● **What is needed**:
Would you copy each line of the records that includes the word "AppState"?
Exercise materials section start
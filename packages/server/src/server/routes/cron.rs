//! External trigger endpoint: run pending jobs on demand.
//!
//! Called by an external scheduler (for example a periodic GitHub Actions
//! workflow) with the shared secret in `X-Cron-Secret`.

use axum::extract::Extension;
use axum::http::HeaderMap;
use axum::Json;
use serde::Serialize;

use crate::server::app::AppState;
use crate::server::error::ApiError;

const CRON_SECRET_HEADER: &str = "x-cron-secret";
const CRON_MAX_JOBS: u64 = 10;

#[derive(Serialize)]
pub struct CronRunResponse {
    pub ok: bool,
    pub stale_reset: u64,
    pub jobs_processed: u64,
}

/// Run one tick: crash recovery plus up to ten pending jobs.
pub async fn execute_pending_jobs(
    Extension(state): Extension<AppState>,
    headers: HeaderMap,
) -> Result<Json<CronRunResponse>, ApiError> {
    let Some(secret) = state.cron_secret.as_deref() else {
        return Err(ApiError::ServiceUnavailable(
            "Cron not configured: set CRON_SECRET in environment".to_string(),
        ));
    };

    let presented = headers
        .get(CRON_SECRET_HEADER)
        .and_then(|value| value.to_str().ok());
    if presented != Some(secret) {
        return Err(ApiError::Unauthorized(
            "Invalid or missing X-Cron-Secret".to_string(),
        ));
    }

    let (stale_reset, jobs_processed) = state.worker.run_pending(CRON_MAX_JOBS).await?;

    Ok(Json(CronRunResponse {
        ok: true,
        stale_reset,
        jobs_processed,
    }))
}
Exercise materials section end
Exercise materials section start
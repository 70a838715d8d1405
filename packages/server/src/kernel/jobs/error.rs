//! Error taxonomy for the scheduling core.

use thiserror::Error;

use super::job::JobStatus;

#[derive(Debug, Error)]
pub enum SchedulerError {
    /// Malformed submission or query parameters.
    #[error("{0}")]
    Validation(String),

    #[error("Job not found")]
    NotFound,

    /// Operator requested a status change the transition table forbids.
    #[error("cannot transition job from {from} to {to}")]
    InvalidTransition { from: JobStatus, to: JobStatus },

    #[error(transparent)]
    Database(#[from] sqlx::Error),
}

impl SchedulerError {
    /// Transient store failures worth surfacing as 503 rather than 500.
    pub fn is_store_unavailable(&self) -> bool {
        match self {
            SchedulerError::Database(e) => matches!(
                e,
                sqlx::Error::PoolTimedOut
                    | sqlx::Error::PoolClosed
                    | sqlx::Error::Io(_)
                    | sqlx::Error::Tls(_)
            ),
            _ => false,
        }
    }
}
Exercise materials section end
Exercise materials section start
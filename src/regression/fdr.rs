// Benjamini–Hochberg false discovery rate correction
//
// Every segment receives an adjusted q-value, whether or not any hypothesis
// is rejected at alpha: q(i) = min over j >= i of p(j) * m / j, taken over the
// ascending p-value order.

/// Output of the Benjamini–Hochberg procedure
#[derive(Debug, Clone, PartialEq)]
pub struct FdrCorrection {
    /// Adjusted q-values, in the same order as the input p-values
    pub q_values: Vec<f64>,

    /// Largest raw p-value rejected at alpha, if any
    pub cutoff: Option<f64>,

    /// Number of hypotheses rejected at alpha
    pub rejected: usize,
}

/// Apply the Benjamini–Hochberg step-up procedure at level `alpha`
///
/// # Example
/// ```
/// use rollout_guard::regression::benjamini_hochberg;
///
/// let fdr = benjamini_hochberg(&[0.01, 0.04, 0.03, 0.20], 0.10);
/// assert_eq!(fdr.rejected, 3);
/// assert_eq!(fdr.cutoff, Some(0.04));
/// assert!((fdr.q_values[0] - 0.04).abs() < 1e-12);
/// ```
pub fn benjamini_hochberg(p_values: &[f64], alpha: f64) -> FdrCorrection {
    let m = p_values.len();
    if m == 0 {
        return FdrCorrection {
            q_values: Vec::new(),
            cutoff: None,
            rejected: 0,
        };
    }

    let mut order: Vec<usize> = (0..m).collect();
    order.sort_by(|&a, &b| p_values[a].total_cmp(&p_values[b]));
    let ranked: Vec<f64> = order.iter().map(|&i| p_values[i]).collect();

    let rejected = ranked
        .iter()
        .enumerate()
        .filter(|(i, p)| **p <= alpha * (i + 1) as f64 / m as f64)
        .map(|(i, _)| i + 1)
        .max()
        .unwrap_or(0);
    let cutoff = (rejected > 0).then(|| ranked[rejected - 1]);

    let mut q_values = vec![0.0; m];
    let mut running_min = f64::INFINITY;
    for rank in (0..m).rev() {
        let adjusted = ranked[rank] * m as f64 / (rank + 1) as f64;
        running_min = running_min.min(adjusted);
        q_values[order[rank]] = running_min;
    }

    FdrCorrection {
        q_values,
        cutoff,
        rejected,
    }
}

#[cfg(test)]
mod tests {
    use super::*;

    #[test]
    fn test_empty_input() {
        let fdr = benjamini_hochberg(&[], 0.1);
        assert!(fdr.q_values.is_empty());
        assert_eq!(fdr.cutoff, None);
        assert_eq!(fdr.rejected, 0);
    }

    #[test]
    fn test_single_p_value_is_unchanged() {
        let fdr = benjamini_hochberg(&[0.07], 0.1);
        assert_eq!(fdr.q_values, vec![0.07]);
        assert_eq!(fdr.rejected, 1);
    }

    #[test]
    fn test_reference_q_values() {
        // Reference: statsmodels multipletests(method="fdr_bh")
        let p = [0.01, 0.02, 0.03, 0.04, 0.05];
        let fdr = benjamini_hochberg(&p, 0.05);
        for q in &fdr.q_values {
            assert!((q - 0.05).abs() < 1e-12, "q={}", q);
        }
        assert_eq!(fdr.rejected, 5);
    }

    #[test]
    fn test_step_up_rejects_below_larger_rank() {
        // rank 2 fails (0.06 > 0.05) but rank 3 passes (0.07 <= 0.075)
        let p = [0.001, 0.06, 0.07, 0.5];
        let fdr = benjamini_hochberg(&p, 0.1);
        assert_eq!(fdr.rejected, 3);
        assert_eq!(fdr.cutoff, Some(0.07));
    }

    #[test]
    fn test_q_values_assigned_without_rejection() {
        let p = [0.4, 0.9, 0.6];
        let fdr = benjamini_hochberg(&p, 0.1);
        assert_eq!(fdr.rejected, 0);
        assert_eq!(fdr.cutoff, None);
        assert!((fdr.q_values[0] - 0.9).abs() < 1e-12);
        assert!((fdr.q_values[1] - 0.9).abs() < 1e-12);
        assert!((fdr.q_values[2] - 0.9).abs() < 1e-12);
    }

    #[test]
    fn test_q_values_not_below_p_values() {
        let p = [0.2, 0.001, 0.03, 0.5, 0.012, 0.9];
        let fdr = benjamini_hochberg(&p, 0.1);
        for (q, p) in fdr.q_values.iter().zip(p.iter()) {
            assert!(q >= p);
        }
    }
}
Exercise materials section end
● **Written solution**:
use crate::server::app::AppState;
    Extension(state): Extension<AppState>,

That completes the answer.